Cosmic Evolution

From Wikipedia, the free encyclopedia

Cosmic evolution is the scientific study of universal change. It is an intellectual framework that offers a grand synthesis of the many varied changes in the assembly and composition of radiation, matter, and life throughout the history of the universe. While engaging the time-honored queries of who we are and whence we came, this interdisciplinary subject attempts to unify the sciences within the entirety of natural history—a single broad scientific narrative of the origin and evolution of all material things, from big bang to humankind. (Closely related subjects include epic of evolution, big history, and astrobiology).

The roots of cosmic evolution extend back millennia. Early Greek philosophers of the fifth century BCE, most notably Heraclitus, are celebrated for their reasoned claims that all things change. Its modern history began more than a century ago, including the wide insights of Robert Chambers, Herbert Spencer, and Lawrence Henderson. Only in the mid-20th century was the cosmic-evolutionary scenario articulated as a research paradigm to include empirical studies of galaxies, stars, planets, and life—in short, an expansive agenda that combines physical, biological, and cultural evolution.

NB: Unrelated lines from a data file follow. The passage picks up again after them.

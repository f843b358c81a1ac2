use std::sync::Arc;
use std::sync::atomic::{AtomicBool, Ordering};

use subtitle_extract_ocr::{OcrEngine, OcrError, OcrRequest, OcrResponse};
use subtitle_extract_types::{FrameError, LumaFrame};
use thiserror::Error;
use tokio::sync::Notify;

pub mod boundary;
pub mod compare;
pub mod dispatch;
pub mod extractor;
pub mod progress;
pub mod sampler;

/// Cooperative cancellation shared by the producer, the consumer and the
/// external extractor. Once stopped it stays stopped.
#[derive(Clone, Default)]
pub struct StopSignal {
    inner: Arc<StopInner>,
}

#[derive(Default)]
struct StopInner {
    stopped: AtomicBool,
    notify: Notify,
}

impl StopSignal {
    pub fn new() -> Self {
        Self::default()
    }

    pub fn stop(&self) {
        self.inner.stopped.store(true, Ordering::SeqCst);
        self.inner.notify.notify_waiters();
    }

    pub fn is_stopped(&self) -> bool {
        self.inner.stopped.load(Ordering::SeqCst)
    }

    /// Resolves once [`StopSignal::stop`] has been called.
    pub async fn stopped(&self) {
        loop {
            let notified = self.inner.notify.notified();
            tokio::pin!(notified);
            notified.as_mut().enable();
            if self.is_stopped() {
                return;
            }
            notified.await;
        }
    }
}

/// The frame source failed part way through a producer run.
#[derive(Debug, Error)]
#[error("frame source failed after {frames_scanned} frames: {source}")]
pub struct ScanError {
    pub frames_scanned: u64,
    #[source]
    pub source: FrameError,
}

/// Recognizes a frame and puts the lines into reading order.
pub(crate) fn recognize_ranked(
    engine: &dyn OcrEngine,
    frame: &LumaFrame,
) -> Result<OcrResponse, OcrError> {
    engine
        .recognize(&OcrRequest::from_frame(frame))
        .map(OcrResponse::into_ranked)
}
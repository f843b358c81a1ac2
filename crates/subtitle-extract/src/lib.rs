use std::num::NonZeroUsize;
use std::path::{Path, PathBuf};
use std::sync::Arc;

use subtitle_extract_decoder::{DecoderConfig, FrameError};
use subtitle_extract_ocr::{NoopOcrEngine, OcrEngine, OcrError, ReplayOcrEngine, TextDetector};

pub mod backend;
pub mod cli;
pub mod config;
pub mod merge;
pub mod normalize;
pub mod pipeline;
pub mod rawlog;
pub mod region;
pub mod settings;
pub mod similarity;
pub mod stage;
pub mod subtitle;
pub mod workdir;

pub use config::{ExtractConfig, ExtractionMode, ExtractorConfig};
pub use pipeline::{Engines, ExtractionReport, FrameSource, PipelineError, run_extraction};
pub use stage::StopSignal;

use backend::{ExecutionPlan, parse_backend};
use cli::OcrBackend;
use settings::EffectiveSettings;

/// Builds the text engines for the selected OCR backend.
///
/// `auto` replays a recording when one is configured and finds no text otherwise.
pub fn build_engines(backend: OcrBackend, replay: Option<&Path>) -> Result<Engines, OcrError> {
    match (backend, replay) {
        (OcrBackend::Replay, None) => Err(OcrError::backend(
            "the replay OCR backend needs a recording (--ocr-replay)",
        )),
        (OcrBackend::Replay | OcrBackend::Auto, Some(path)) => {
            let engine = Arc::new(ReplayOcrEngine::from_path(path)?);
            engine.warm_up()?;
            let detector: Arc<dyn TextDetector> = engine.clone();
            Ok(Engines {
                detector: Some(detector),
                recognizer: engine,
            })
        }
        (OcrBackend::Noop | OcrBackend::Auto, None) | (OcrBackend::Noop, Some(_)) => {
            let engine = Arc::new(NoopOcrEngine);
            let detector: Arc<dyn TextDetector> = engine.clone();
            Ok(Engines {
                detector: Some(detector),
                recognizer: engine,
            })
        }
    }
}

pub fn build_plan(
    settings: &EffectiveSettings,
    input: PathBuf,
    output: PathBuf,
    engines: Engines,
) -> Result<ExecutionPlan, FrameError> {
    let mut decoder_config = DecoderConfig::new(input);
    let env_backend_present = decoder_config.apply_env()?;
    let backend = settings.backend.as_deref().map(parse_backend).transpose()?;
    if let Some(backend) = backend {
        decoder_config.backend = backend;
    }
    if let Some(capacity) = settings
        .decoder_channel_capacity
        .and_then(NonZeroUsize::new)
    {
        decoder_config.channel_capacity = Some(capacity);
    }

    Ok(ExecutionPlan {
        config: decoder_config,
        backend_locked: backend.is_some() || env_backend_present,
        extract: settings.extract_config(output),
        engines,
    })
}

#[cfg(test)]
mod tests {
    use super::*;

    #[test]
    fn replay_backend_requires_a_recording() {
        assert!(build_engines(OcrBackend::Replay, None).is_err());
        let engines = build_engines(OcrBackend::Auto, None).unwrap();
        assert_eq!(engines.recognizer.name(), "noop");
        assert!(engines.detector.is_some());
    }

    #[test]
    fn auto_prefers_a_configured_recording() {
        let dir = tempfile::tempdir().unwrap();
        let path = dir.path().join("ocr.json");
        std::fs::write(&path, "[]").unwrap();
        let engines = build_engines(OcrBackend::Auto, Some(&path)).unwrap();
        assert_eq!(engines.recognizer.name(), "replay");
        let engines = build_engines(OcrBackend::Noop, Some(&path)).unwrap();
        assert_eq!(engines.recognizer.name(), "noop");
    }
}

Harlow Shapley articulated the idea to the public at mid-century, and NASA embraced it in the late 20th century as part of its more limited astrobiology program. Carl Sagan, Eric Chaisson, Hubert Reeves, and Steven Dick, among others, became dedicated proponents of cosmic evolution in its current form writ large, and it now continues to be more intricately formulated as both a technical research program and a scientific worldview for the 21st century.

The arrow of time symbolically chronicles increasingly ordered, complex systems that arose in turn throughout the history of the universe: particles, galaxies, stars, planets, chemicals, life, and culture.  This is the opening page of a huge, interactive, multimedia cosmic evolution web site.
The arrow of time symbolically chronicles increasingly ordered, complex systems that arose in turn throughout the history of the universe: particles, galaxies, stars, planets, chemicals, life, and culture. This is the opening page of a huge, interactive, multimedia cosmic evolution web site.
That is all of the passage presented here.